Brandon Guerrero, 34, of Compton, receives both a flu and COVID-19 vaccine at CVS in Huntington Park on August 28, 2024.

2024年8月28日，34岁的布兰登·格雷罗在亨廷顿公园的CVS同时接种了流感和新冠疫苗。

Christina House | Los Angeles Times | Getty Images

克里斯蒂娜·豪斯 | 洛杉矶时报 | 盖蒂图片社

The Food and Drug Administration on Tuesday outlined new regulatory guidance for future Covid-19 vaccine boosters, setting stricter approval standards for healthy Americans.

美国食品和药物管理局周二概述了对未来新冠疫苗加强针的新监管指南，为健康的美国人设定了更严格的审批标准。

The FDA recommended different standards of evidence for approval based on patients' risk of getting severely sick from Covid, according to a paper published Tuesday in the New England Journal of Medicine. The paper's authors are FDA Commissioner Marty Makary and Vinay Prasad, an outspoken critic of the pharmaceutical industry who was appointed to lead the agency's division that oversees vaccines..

根据周二发表在《新英格兰医学杂志》上的一篇论文，FDA建议根据患者因新冠导致严重疾病的风险制定不同的证据标准以批准药物。该论文的作者是FDA专员马蒂·马卡里和曾被任命领导监督疫苗部门的直言不讳的制药行业批评者维奈·普拉萨德。

The new guidance comes as Health and Human Services Secretary Robert F. Kennedy Jr., a prominent vaccine skeptic, overhauls the nation's health agencies.

新的指导方针出台之际，卫生与公众服务部部长、著名的疫苗怀疑论者小罗伯特·肯尼迪正在对美国的卫生机构进行彻底改革。

For adults 65 and older, and for people as young as 6 months who have certain underlying health conditions, the FDA said it will accept immunogenicity data – which shows a vaccine triggers a strong enough antibody response – as enough to determine that a shot's benefits outweigh its risks.

对于 65 岁及以上的成年人，以及低至 6 个月且患有某些基础健康状况的人群，FDA 表示将接受免疫原性数据（即显示疫苗能引发足够强的抗体反应的数据），作为判断疫苗益处大于风险的充分依据。

But for healthy people between 6 months and 64 years old who don't have risk factors, the agency plans to require stronger evidence for vaccines from randomized, controlled trials. These studies must show actual clinical outcomes, such as fewer infections or hospitalizations, before the FDA grants full approval of a shot. .

但对于年龄在6个月至64岁之间且没有风险因素的健康人群，该机构计划要求通过随机对照试验提供更有力的疫苗证据。这些研究必须展示出实际的临床结果，例如减少感染或住院人数，FDA才会给予完全批准。

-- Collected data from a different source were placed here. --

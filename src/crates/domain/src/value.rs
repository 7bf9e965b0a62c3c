use std::fmt::{self, Display};

// Helper macro to define aggregate ID newtypes and common trait impls
macro_rules! define_id {
    ($name:ident $(, $extra:ident)*) => {
        #[derive(Debug, Clone, PartialEq $(, $extra)*)]
        pub struct $name(i64);

        impl $name {
            pub fn as_i64(&self) -> i64 {
                self.0
            }
        }

        impl From<i64> for $name {
            fn from(id: i64) -> Self {
                Self(id)
            }
        }

        impl From<$name> for i64 {
            fn from(id: $name) -> Self {
                id.0
            }
        }

        impl Display for $name {
            fn fmt(&self, f: &mut fmt::Formatter<'_>) -> fmt::Result {
                write!(f, "{}", self.0)
            }
        }

    };
}

define_id!(SongId, Eq, Hash);
define_id!(PlaylistId, Eq, Hash);
define_id!(UserId, Eq, Hash);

When approving a Covid vaccine for high-risk people, the FDA will encourage manufacturers to conduct randomized, controlled clinical trials in healthy adults as part of their post-marketing commitment for the shot.

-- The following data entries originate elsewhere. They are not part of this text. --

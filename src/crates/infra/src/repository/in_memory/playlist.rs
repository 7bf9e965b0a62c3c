use async_trait::async_trait;
use dashmap::DashMap;
use domain::playlist::{Playlist, PlaylistError, PlaylistKind, PlaylistRepository};
use domain::value::{PlaylistId, SongId, UserId};
use std::sync::Arc;

/// 内存播放列表仓储
///
/// 幂等/条件变更在 DashMap 单键写锁内完成；默认列表另有
/// (owner, kind) 唯一索引，关闭并发首次注册的重复创建竞态。
#[derive(Clone, Default)]
pub struct InMemoryPlaylistRepository {
    store: Arc<DashMap<i64, Playlist>>,
    // (owner_id, kind name) -> playlist id，仅默认类型参与
    default_index: Arc<DashMap<(i64, &'static str), i64>>,
}

impl InMemoryPlaylistRepository {
    pub fn new() -> Self {
        Self {
            store: Arc::new(DashMap::new()),
            default_index: Arc::new(DashMap::new()),
        }
    }

    fn with_playlist<T>(
        &self,
        playlist_id: &PlaylistId,
        f: impl FnOnce(&mut Playlist) -> T,
    ) -> Result<T, PlaylistError> {
        let mut playlist = self
            .store
            .get_mut(&playlist_id.as_i64())
            .ok_or(PlaylistError::NotFound(playlist_id.as_i64()))?;
        Ok(f(&mut playlist))
    }
}

#[async_trait]
impl PlaylistRepository for InMemoryPlaylistRepository {
    async fn find_by_id(&self, id: &PlaylistId) -> Result<Option<Playlist>, PlaylistError> {
        Ok(self.store.get(&id.as_i64()).map(|p| p.clone()))
    }

    async fn find_by_owner_and_kind(
        &self,
        owner_id: &UserId,
        kind: &PlaylistKind,
    ) -> Result<Option<Playlist>, PlaylistError> {
        if kind.is_default_kind() {
            // 默认类型走唯一索引
            let id = self
                .default_index
                .get(&(owner_id.as_i64(), kind.name()))
                .map(|id| *id);
            return match id {
                Some(id) => Ok(self.store.get(&id).map(|p| p.clone())),
                None => Ok(None),
            };
        }
        Ok(self
            .store
            .iter()
            .find(|p| &p.owner.id == owner_id && &p.kind == kind)
            .map(|p| p.clone()))
    }

    async fn find_by_owner_id(&self, owner_id: &UserId) -> Result<Vec<Playlist>, PlaylistError> {
        Ok(self
            .store
            .iter()
            .filter(|p| &p.owner.id == owner_id)
            .map(|p| p.clone())
            .collect())
    }

    async fn save(&self, playlist: &Playlist) -> Result<(), PlaylistError> {
        if playlist.is_default {
            let key = (playlist.owner.id.as_i64(), playlist.kind.name());
            // entry 持有该键的写锁，检查加占位是原子的
            let entry = self.default_index.entry(key).or_insert(playlist.id.as_i64());
            if *entry != playlist.id.as_i64() {
                return Err(PlaylistError::DefaultConflict {
                    owner_id: playlist.owner.id.as_i64(),
                    kind: playlist.kind.name().to_string(),
                });
            }
            drop(entry);
        }
        self.store.insert(playlist.id.as_i64(), playlist.clone());
        Ok(())
    }

    async fn delete(&self, id: &PlaylistId) -> Result<(), PlaylistError> {
        if let Some((_, playlist)) = self.store.remove(&id.as_i64()) {
            if playlist.is_default {
                self.default_index
                    .remove(&(playlist.owner.id.as_i64(), playlist.kind.name()));
            }
        }
        Ok(())
    }

    async fn add_song_idempotent(
        &self,
        playlist_id: &PlaylistId,
        song_id: &SongId,
        duration_secs: i64,
    ) -> Result<(), PlaylistError> {
        self.with_playlist(playlist_id, |p| {
            p.add_song_idempotent(song_id.clone(), duration_secs);
        })
    }

    async fn remove_song_if_present(
        &self,
        playlist_id: &PlaylistId,
        song_id: &SongId,
        duration_secs: i64,
    ) -> Result<(), PlaylistError> {
        self.with_playlist(playlist_id, |p| {
            p.remove_song_if_present(song_id, duration_secs);
        })
    }

    async fn move_to_front_bounded(
        &self,
        playlist_id: &PlaylistId,
        song_id: &SongId,
        duration_secs: i64,
        max_size: usize,
    ) -> Result<(), PlaylistError> {
        self.with_playlist(playlist_id, |p| {
            p.move_to_front_bounded(song_id.clone(), duration_secs, max_size);
        })
    }
}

当批准高风险人群使用新冠疫苗时，FDA将鼓励制造商在健康成年人中开展随机对照临床试验，作为该疫苗上市后承诺的一部分。

Previously, the FDA relied more heavily on immunogenicity data when evaluating Covid booster shots – which are tailored to new circulating strains of the virus – for approval for all Americans each year. That approach mirrored the flu vaccine model, where annual strain updates are approved based on immune response data, not full clinical trials..

此前，FDA 在评估新冠加强针（针对新流行病毒株的疫苗）是否适合所有美国人每年接种时，更依赖于免疫原性数据。这种方法类似于流感疫苗模式，即每年的毒株更新是基于免疫反应数据批准的，而非完整的临床试验。

'The FDA's new Covid-19 philosophy represents a balance of regulatory flexibility and a commitment to gold-standard science,' the agency said in the paper.  'The FDA will approve vaccines for high-risk persons and, at the same time, demand robust, gold-standard data on persons at low risk.'

“FDA 的新 Covid-19 方针体现了监管灵活性与对金标准科学承诺之间的平衡，”该机构在文件中表示。“FDA 将批准高风险人群使用疫苗，同时要求提供关于低风险人群的强有力、符合金标准的数据。”

Makary and Prasad will address the new framework during a virtual town hall on Tuesday at 1 p.m. ET.

马卡里和普拉萨德将在东部时间周二下午1点的虚拟市政厅会议上讨论这一新框架。